Journal of Experimental Medicine ◽

10.1084/jem.175.4.1111 ◽

1992 ◽

Vol 175 (4) ◽

pp. 1111-1122 ◽

Cited By ~ 671

Author(s):

J Chan ◽

Y Xing ◽

R S Magliozzo ◽

B R Bloom

Keyword(s):

Mycobacterium Tuberculosis ◽

Antimycobacterial Activity ◽

Oxygen Radical ◽

Reactive Nitrogen ◽

Parental Line ◽

Murine Macrophage ◽

Macrophage Cell ◽

Oxygen Intermediates ◽

Murine Macrophages ◽

Reactive Nitrogen Intermediates

Tuberculosis remains one of the major infectious causes of morbidity and mortality in the world, yet the mechanisms by which macrophages defend against Mycobacterium tuberculosis have remained obscure. Results from this study show that murine macrophages, activated by interferon gamma, and lipopolysaccharide or tumor necrosis factor alpha, both growth inhibit and kill M. tuberculosis. This antimycobacterial effect, demonstrable both in murine macrophage cell lines and in peritoneal macrophages of BALB/c mice, is independent of the macrophage capacity to generate reactive oxygen intermediates (ROI). Both the ROI-deficient murine macrophage cell line D9, and its ROI-generating, parental line J774.16, expressed comparable antimycobacterial activity upon activation. In addition, the oxygen radical scavengers superoxide dismutase (SOD), catalase, mannitol, and diazabicyclooctane had no effect on the antimycobacterial activity of macrophages. These findings, together with the results showing the relative resistance of M. tuberculosis to enzymatically generated H2O2, suggest that ROI are unlikely to be significantly involved in killing M. tuberculosis. In contrast, the antimycobacterial activity of these macrophages strongly correlates with the induction of the L-arginine-dependent generation of reactive nitrogen intermediates (RNI).
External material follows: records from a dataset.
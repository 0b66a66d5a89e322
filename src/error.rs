//! Unified error types for Lifeboat

use std::io;
use std::path::PathBuf;
use thiserror::Error;

/// Main error type for Lifeboat operations
#[derive(Error, Debug)]
pub enum Error {
    // IO errors
    #[error("IO error: {0}")]
    Io(#[from] io::Error),

    // Config errors
    #[error("Failed to read config file '{path}': {source}")]
    ConfigRead { path: PathBuf, source: io::Error },

    #[error("Failed to parse config: {0}")]
    ConfigParse(#[from] toml::de::Error),

    #[error("Config validation failed: {0}")]
    ConfigValidation(String),

    // Credential errors
    #[error("Failed to read private key '{path}': {source}")]
    KeyRead { path: PathBuf, source: io::Error },

    #[error("Authentication failed for user '{user}': {message}")]
    Auth { user: String, message: String },

    // Connection errors
    #[error("Failed to connect to '{endpoint}': {message}")]
    Connection { endpoint: String, message: String },

    // Host key verification errors
    #[error("Host key for '{host}' not found in known hosts (add it or opt into accept-any)")]
    HostKeyUnknown { host: String },

    #[error("Host key for '{host}' does not match its known hosts entry")]
    HostKeyMismatch { host: String },

    #[error("Server did not present a host key")]
    HostKeyUnavailable,

    #[error("Failed to read known hosts file '{path}': {message}")]
    KnownHostsRead { path: PathBuf, message: String },

    // Session errors
    #[error("Failed to open command channel: {0}")]
    Channel(String),

    // Remote execution errors
    #[error("Remote command '{command}' failed: {message}")]
    RemoteExec { command: String, message: String },

    // Probe output errors
    #[error("Unexpected probe output: '{output}'")]
    UnexpectedOutput { output: String },
}

/// Result type alias for Lifeboat operations
pub type Result<T> = std::result::Result<T, Error>;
The effector molecule(s) that could participate in mediating this antimycobacterial function are toxic RNI, including NO, NO2, and HNO2, as demonstrated by the mycobacteriocidal effect of acidified NO2. The oxygen radical scavenger SOD adventitiously perturbs RNI production, and cannot be used to discriminate between cytocidal mechanisms involving ROI and RNI. Overall, our results provide support for the view that the L-arginine-dependent production of RNI is the principal effector mechanism in activated murine macrophages responsible for killing and growth inhibiting virulent M. tuberculosis.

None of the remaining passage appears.